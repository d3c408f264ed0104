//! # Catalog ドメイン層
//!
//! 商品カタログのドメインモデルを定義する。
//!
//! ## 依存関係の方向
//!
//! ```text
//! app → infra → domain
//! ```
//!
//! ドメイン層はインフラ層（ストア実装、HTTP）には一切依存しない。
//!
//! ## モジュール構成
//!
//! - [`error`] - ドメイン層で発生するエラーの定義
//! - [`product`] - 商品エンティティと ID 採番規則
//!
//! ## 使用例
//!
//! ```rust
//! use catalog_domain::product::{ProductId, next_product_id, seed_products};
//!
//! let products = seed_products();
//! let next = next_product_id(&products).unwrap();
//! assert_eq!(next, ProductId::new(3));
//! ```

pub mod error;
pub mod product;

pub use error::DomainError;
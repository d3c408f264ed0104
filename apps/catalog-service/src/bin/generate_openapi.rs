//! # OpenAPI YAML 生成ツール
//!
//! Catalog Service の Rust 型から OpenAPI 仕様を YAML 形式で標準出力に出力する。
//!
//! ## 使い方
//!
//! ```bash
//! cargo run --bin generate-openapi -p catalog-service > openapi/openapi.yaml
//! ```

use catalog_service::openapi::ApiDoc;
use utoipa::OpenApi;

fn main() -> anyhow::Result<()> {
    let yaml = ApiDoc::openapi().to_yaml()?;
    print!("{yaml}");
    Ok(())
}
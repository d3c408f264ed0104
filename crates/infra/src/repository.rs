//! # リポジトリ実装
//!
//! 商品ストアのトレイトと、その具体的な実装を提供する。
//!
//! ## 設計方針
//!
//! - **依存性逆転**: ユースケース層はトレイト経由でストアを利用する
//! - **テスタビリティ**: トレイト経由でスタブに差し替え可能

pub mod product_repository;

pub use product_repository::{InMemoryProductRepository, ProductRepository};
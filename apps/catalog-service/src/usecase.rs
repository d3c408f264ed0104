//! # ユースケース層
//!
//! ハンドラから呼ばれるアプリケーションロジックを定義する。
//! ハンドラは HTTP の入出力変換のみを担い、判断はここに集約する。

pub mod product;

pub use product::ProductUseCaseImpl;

# [WHAT TO PRODUCE]
Retype each record exactly, leaving nothing out.

# [TASK RESULT]
repository d3c408f264ed0104
//! # Catalog ドメイン層
//!
//! 商品カタログのドメインモデルを定義する。
//!
//! ## 依存関係の方向
//!
//! ```text
//! app → infra → domain
//! ```
//!
//! ドメイン層はインフラ層（ストア実装、HTTP）には一切依存しない。
//!
//! ## モジュール構成
//!
//! - [`error`] - ドメイン層で発生するエラーの定義
//! - [`product`] - 商品エンティティと ID 採番規則
//!
//! ## 使用例
//!
//! ```rust
//! use catalog_domain::product::{ProductId, next_product_id, seed_products};
//!
//! let products = seed_products();
//! let next = next_product_id(&products).unwrap();
//! assert_eq!(next, ProductId::new(3));
//! ```

pub mod error;
pub mod product;

pub use error::DomainError;
repository d3c408f264ed0104
filename apps/catalog-service/src/bin/generate_openapi.rs
//! # OpenAPI YAML 生成ツール
//!
//! Catalog Service の Rust 型から OpenAPI 仕様を YAML 形式で標準出力に出力する。
//!
//! ## 使い方
//!
//! ```bash
//! cargo run --bin generate-openapi -p catalog-service > openapi/openapi.yaml
//! ```

use catalog_service::openapi::ApiDoc;
use utoipa::OpenApi;

fn main() -> anyhow::Result<()> {
    let yaml = ApiDoc::openapi().to_yaml()?;
    print!("{yaml}");
    Ok(())
}
repository d3c408f264ed0104
filename crates/infra/src/repository.rs
//! # リポジトリ実装
//!
//! 商品ストアのトレイトと、その具体的な実装を提供する。
//!
//! ## 設計方針
//!
//! - **依存性逆転**: ユースケース層はトレイト経由でストアを利用する
//! - **テスタビリティ**: トレイト経由でスタブに差し替え可能

pub mod product_repository;

pub use product_repository::{InMemoryProductRepository, ProductRepository};
filename apps/catalog-service/src/usecase.rs
repository d3c408f264ed0104
//! # ユースケース層
//!
//! ハンドラから呼ばれるアプリケーションロジックを定義する。
//! ハンドラは HTTP の入出力変換のみを担い、判断はここに集約する。

pub mod product;

pub use product::ProductUseCaseImpl;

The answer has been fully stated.